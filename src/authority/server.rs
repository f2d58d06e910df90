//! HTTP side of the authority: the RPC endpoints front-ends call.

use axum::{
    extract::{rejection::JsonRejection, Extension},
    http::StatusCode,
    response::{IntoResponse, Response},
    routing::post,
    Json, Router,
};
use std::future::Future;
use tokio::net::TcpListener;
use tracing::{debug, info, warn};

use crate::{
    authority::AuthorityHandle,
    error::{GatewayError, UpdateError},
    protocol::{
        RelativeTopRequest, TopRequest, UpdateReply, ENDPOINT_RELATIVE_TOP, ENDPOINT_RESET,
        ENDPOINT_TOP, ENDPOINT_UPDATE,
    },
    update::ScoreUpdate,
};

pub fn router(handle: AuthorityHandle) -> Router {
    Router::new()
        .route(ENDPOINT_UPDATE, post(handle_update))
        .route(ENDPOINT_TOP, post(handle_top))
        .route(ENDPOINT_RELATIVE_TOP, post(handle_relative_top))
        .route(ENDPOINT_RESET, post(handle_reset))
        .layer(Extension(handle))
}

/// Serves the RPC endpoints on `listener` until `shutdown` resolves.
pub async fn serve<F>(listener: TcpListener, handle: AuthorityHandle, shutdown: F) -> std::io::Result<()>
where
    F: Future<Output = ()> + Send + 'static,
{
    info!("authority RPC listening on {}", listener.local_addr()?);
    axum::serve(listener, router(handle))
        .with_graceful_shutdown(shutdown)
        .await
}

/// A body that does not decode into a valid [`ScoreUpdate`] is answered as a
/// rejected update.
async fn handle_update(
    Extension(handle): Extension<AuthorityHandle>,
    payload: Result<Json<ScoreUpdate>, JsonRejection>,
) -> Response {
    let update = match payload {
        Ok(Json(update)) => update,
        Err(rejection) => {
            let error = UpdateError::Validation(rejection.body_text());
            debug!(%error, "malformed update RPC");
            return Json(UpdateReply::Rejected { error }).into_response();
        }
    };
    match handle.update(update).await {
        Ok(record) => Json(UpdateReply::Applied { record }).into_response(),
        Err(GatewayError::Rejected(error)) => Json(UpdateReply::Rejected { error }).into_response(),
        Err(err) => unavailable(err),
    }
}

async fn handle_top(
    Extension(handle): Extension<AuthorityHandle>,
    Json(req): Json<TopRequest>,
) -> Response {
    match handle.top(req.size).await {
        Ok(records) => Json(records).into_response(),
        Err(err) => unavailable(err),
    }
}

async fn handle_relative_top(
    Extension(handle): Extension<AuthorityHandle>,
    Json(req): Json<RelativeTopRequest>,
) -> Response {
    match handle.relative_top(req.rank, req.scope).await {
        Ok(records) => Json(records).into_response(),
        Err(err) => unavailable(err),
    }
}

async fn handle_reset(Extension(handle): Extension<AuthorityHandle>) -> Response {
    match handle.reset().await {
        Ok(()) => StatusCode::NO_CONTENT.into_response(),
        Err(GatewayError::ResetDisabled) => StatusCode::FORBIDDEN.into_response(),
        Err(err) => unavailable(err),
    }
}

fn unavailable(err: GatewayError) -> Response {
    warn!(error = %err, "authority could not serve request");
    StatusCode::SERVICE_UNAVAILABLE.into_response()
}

▸ **Aim of the exercise**:
Return the entries above word for word.

▸ **The answer**:
filename src/authority/server.rs
repository f2d58d06e910df90
//! HTTP side of the authority: the RPC endpoints front-ends call.

use axum::{
    extract::{rejection::JsonRejection, Extension},
    http::StatusCode,
    response::{IntoResponse, Response},
    routing::post,
    Json, Router,
};
use std::future::Future;
use tokio::net::TcpListener;
use tracing::{debug, info, warn};

use crate::{
    authority::AuthorityHandle,
    error::{GatewayError, UpdateError},
    protocol::{
        RelativeTopRequest, TopRequest, UpdateReply, ENDPOINT_RELATIVE_TOP, ENDPOINT_RESET,
        ENDPOINT_TOP, ENDPOINT_UPDATE,
    },
    update::ScoreUpdate,
};

pub fn router(handle: AuthorityHandle) -> Router {
    Router::new()
        .route(ENDPOINT_UPDATE, post(handle_update))
        .route(ENDPOINT_TOP, post(handle_top))
        .route(ENDPOINT_RELATIVE_TOP, post(handle_relative_top))
        .route(ENDPOINT_RESET, post(handle_reset))
        .layer(Extension(handle))
}

/// Serves the RPC endpoints on `listener` until `shutdown` resolves.
pub async fn serve<F>(listener: TcpListener, handle: AuthorityHandle, shutdown: F) -> std::io::Result<()>
where
    F: Future<Output = ()> + Send + 'static,
{
    info!("authority RPC listening on {}", listener.local_addr()?);
    axum::serve(listener, router(handle))
        .with_graceful_shutdown(shutdown)
        .await
}

/// A body that does not decode into a valid [`ScoreUpdate`] is answered as a
/// rejected update.
async fn handle_update(
    Extension(handle): Extension<AuthorityHandle>,
    payload: Result<Json<ScoreUpdate>, JsonRejection>,
) -> Response {
    let update = match payload {
        Ok(Json(update)) => update,
        Err(rejection) => {
            let error = UpdateError::Validation(rejection.body_text());
            debug!(%error, "malformed update RPC");
            return Json(UpdateReply::Rejected { error }).into_response();
        }
    };
    match handle.update(update).await {
        Ok(record) => Json(UpdateReply::Applied { record }).into_response(),
        Err(GatewayError::Rejected(error)) => Json(UpdateReply::Rejected { error }).into_response(),
        Err(err) => unavailable(err),
    }
}

async fn handle_top(
    Extension(handle): Extension<AuthorityHandle>,
    Json(req): Json<TopRequest>,
) -> Response {
    match handle.top(req.size).await {
        Ok(records) => Json(records).into_response(),
        Err(err) => unavailable(err),
    }
}

async fn handle_relative_top(
    Extension(handle): Extension<AuthorityHandle>,
    Json(req): Json<RelativeTopRequest>,
) -> Response {
    match handle.relative_top(req.rank, req.scope).await {
        Ok(records) => Json(records).into_response(),
        Err(err) => unavailable(err),
    }
}

async fn handle_reset(Extension(handle): Extension<AuthorityHandle>) -> Response {
    match handle.reset().await {
        Ok(()) => StatusCode::NO_CONTENT.into_response(),
        Err(GatewayError::ResetDisabled) => StatusCode::FORBIDDEN.into_response(),
        Err(err) => unavailable(err),
    }
}

fn unavailable(err: GatewayError) -> Response {
    warn!(error = %err, "authority could not serve request");
    StatusCode::SERVICE_UNAVAILABLE.into_response()
}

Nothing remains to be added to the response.